By Martin J. Flowers; Music by C. David Morrow; Directed by Joseph Hayward
Produced by Mad Bat Productions
Part of the 2016 New York International Fringe Festival
Off Off Broadway, Solo Show
Runs through 8.23.16
VENUE #12: 64E4 UNDERGROUND, 64 East 4th Street
by Piper Rasmussen on 8.14.16
Martin J. Flowers in The Vampire's Last Bite. Photo by Alexandra Campos.
BOTTOM LINE: More Terry Pratchett than Anne Rice, The Vampire’s Last Bite is great storytelling for the whole family.
The Vampire’s Last Bite is a cheerful and skilled rendition of a young boy’s coming of age, in the far-off town of Puddlebump, behind the Stonewall Mountains. Nob’s world is inhabited by fairies, gnomes, elves—and yes, vampires. But blood-sucking fiends are only one of the obstacles Nob must face as he good-naturedly seeks his destiny (“a quest!” as one character says with delight). More “Jack and the Beanstalk” than Dracula, a single storyteller indulges in a simple tale of adventure.
Martin J. Flowers’ engaging performance of his own work shows why the old stories and songs must have been a treat around the fireside.
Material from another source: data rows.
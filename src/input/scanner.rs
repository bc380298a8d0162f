use crate::error::ReportError;
use crate::input::matcher::match_line;
use crate::models::FailureRecord;
use std::fs::File;
use std::io::{BufRead, BufReader};
use std::path::Path;

/// Scan a syslog file for authentication-rejection records
///
/// Reads the file line by line in file order and applies the line
/// matcher to each raw line (the trailing newline stays attached; the
/// pattern does not care). Lines that do not match contribute nothing.
/// Matched records are accumulated in encounter order; the match volume
/// is small relative to the file, so holding them in memory is fine.
pub fn scan_file(path: &Path) -> Result<Vec<FailureRecord>, ReportError> {
    let file = File::open(path).map_err(|e| ReportError::file_access(path, e))?;
    let mut reader = BufReader::new(file);

    log::info!("Processing file {}", path.display());

    let mut records = Vec::new();
    let mut line = String::new();

    loop {
        line.clear();
        let bytes_read = reader
            .read_line(&mut line)
            .map_err(|e| ReportError::file_access(path, e))?;

        if bytes_read == 0 {
            break; // EOF
        }

        if let Some(record) = match_line(&line) {
            records.push(record);
        }
    }

    log::info!("Found {} rejected login(s)", records.len());

    Ok(records)
}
His original script is playful and dramaturgically grounded; not only is Nob’s journey from childhood to maturity a well-structured story, it’s also well-informed by the old poetic style of traveling storytellers and balladeers. The sibilance, alliteration, and lack of sing-songy rhymes build on a long tradition of storytelling that just sounds good, in the Middle-English poetic style of Sir Gawain and the Green Knight and its forebears.
One quirk: behind the Stonewall Mountains, it can sometimes feel like everyone important and alive is a gay man. Underdeveloped women are a common problem for the fantasy adventure genre, and the abundance of queer characters in The Vampire’s Last Bite offer an improvement on normal genre standards, but a show leaning toward the progressive might have gone a little further to pleasantly surprise the femme adventurers in the audience.
The musical stylings of C. David Morrow provide an unobtrusive and pleasant backdrop, as do the lighting environments created by Jason Fok and the simple logs that serve as scenery. The costuming lends the fanciful air of the Renaissance Faire. There will be no surprises in terms of fantastical technical effects, but the pleasure of this well-spun yarn presents a very satisfying theatre experience for audiences of all ages.
(The Vampire's Last Bite plays at VENUE #12: 64E4 UNDERGROUND, 64 East 4th Street, through August 23, 2016. The running time is 1 hour 30 minutes. Performances are Fri 8/12 at 9; Mon 8/15 at 3; Fri 8/19 at 7:15; Sun 8/21 at 5:45; and Tue 8/23 at 4:15. There is no late seating at FringeNYC. Tickets are $18 and are available at fringenyc.org.)
The Vampire's Last Bite is written and performed by Martin J. Flowers. Directed by Joseph Hayward. Dramaturgy by Brian Myers Cooper. Lighting Design by Jason Fok. Music composed and performed by C. David Morrow. Lighting Board Operator is Eleni Giannopoulous.